Only the number is wanted: how many lines in the data contain "ApiMessage"?
---------- Study material ----------
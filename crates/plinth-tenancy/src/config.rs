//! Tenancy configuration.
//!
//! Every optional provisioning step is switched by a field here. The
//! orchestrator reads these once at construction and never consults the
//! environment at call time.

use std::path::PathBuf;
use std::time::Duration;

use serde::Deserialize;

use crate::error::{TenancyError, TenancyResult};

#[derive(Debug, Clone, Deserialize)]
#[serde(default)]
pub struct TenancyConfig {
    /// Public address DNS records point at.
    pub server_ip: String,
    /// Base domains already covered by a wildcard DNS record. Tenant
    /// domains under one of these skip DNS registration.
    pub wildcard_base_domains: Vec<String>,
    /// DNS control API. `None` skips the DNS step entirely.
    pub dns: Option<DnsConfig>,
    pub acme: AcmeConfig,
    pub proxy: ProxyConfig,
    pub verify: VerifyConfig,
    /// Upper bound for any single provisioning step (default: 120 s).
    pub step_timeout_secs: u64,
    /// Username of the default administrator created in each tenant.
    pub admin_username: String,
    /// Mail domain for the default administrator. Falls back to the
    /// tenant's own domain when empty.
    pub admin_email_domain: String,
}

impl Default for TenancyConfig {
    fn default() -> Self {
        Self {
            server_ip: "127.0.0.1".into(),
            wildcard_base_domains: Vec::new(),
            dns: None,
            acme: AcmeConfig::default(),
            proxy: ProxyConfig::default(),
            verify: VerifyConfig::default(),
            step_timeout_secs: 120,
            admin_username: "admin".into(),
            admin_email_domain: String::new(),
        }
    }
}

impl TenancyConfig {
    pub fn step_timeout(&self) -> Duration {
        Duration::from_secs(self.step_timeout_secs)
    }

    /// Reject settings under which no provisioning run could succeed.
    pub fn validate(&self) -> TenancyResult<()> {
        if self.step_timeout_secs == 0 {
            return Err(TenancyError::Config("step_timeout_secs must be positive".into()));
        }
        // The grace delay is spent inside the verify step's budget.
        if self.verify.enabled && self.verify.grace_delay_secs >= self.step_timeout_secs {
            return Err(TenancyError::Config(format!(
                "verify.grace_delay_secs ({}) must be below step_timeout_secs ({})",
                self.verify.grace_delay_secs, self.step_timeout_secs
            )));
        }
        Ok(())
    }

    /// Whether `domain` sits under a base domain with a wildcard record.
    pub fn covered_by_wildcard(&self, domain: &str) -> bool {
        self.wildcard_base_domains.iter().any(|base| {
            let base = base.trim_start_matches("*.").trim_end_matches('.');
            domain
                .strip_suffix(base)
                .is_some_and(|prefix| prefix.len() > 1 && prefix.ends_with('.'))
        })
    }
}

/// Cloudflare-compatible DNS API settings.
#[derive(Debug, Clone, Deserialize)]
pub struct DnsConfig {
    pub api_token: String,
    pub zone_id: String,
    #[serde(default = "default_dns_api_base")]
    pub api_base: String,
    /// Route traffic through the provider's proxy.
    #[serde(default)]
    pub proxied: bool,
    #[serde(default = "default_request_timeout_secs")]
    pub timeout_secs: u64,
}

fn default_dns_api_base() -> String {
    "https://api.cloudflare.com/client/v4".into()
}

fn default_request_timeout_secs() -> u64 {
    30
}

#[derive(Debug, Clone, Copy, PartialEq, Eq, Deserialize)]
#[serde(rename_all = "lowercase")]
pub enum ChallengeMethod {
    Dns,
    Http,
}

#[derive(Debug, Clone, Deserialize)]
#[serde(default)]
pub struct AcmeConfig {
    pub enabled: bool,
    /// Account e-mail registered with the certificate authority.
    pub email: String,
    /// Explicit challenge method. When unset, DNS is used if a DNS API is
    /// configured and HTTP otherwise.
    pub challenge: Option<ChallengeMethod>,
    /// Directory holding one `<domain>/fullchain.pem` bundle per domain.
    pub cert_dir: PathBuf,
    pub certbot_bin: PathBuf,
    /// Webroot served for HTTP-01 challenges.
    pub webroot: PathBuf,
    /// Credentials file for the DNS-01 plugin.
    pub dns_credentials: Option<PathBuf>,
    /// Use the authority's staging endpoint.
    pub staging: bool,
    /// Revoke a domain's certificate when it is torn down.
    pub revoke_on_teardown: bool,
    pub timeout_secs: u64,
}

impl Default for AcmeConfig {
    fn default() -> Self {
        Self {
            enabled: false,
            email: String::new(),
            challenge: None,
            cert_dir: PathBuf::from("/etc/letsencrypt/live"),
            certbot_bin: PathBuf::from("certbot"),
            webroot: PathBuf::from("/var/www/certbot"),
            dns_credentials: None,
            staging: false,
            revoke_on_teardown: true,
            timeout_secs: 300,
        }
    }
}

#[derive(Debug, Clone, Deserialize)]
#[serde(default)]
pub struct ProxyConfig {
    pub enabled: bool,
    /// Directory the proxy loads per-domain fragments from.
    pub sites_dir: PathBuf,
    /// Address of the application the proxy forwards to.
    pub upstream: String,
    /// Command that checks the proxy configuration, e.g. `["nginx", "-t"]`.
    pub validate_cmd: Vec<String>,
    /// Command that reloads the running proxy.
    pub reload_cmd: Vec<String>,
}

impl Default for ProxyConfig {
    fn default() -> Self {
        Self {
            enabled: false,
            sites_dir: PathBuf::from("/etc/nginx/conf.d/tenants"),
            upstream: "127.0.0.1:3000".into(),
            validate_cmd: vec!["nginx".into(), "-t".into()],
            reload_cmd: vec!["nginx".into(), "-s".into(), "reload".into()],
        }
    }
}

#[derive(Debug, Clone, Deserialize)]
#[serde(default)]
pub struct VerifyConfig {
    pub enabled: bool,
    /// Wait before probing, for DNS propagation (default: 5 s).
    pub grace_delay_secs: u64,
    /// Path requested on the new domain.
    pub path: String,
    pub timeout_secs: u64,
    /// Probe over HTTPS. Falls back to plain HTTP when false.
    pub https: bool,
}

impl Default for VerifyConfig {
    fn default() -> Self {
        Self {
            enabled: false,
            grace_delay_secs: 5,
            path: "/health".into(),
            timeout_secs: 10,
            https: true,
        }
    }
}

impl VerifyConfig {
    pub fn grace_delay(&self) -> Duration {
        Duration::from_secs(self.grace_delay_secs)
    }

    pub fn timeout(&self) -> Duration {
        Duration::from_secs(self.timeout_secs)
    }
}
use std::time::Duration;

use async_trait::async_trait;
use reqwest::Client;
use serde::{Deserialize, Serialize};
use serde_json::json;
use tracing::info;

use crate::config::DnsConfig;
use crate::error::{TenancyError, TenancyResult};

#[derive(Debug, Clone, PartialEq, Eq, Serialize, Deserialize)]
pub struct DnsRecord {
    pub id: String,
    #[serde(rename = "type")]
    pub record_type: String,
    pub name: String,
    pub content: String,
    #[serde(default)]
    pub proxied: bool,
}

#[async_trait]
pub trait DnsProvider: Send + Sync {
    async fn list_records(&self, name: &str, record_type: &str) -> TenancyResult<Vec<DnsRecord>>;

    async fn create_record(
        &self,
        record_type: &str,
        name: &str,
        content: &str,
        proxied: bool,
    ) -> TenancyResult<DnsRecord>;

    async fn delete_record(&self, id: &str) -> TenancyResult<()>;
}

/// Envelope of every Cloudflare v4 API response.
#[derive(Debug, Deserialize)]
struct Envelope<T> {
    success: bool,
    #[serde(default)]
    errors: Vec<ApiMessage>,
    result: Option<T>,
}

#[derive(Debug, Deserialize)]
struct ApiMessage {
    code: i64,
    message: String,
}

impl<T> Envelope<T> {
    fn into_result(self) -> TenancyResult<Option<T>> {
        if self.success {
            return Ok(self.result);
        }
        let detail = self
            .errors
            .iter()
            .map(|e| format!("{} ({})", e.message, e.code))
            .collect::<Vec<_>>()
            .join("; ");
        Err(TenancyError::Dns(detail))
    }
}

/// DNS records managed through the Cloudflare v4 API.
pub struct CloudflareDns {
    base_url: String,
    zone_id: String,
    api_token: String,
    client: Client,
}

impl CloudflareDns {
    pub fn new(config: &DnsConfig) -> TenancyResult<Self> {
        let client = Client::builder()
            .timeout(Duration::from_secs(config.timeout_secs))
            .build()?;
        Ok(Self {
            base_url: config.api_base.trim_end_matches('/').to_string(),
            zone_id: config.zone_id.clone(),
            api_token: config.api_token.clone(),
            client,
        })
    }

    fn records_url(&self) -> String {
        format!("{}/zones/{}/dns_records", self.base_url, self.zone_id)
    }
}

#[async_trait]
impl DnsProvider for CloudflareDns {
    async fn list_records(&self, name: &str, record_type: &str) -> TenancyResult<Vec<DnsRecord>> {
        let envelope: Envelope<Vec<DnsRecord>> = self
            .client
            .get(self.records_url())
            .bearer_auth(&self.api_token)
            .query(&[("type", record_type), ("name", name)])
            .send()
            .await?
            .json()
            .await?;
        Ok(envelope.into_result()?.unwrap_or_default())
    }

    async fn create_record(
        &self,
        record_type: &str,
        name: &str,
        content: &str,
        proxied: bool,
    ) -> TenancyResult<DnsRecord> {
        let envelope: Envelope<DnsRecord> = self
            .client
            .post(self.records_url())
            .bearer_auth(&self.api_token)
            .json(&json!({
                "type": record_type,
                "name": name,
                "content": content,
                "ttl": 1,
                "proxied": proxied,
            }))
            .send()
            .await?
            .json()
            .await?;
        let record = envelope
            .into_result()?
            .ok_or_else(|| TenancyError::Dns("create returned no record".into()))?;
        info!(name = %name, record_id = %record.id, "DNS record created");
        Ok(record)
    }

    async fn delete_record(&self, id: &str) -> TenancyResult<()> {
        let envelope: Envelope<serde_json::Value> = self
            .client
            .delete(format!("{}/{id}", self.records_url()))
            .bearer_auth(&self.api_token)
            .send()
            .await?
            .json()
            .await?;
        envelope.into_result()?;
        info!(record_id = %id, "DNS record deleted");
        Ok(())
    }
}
----------
## Answer below:
2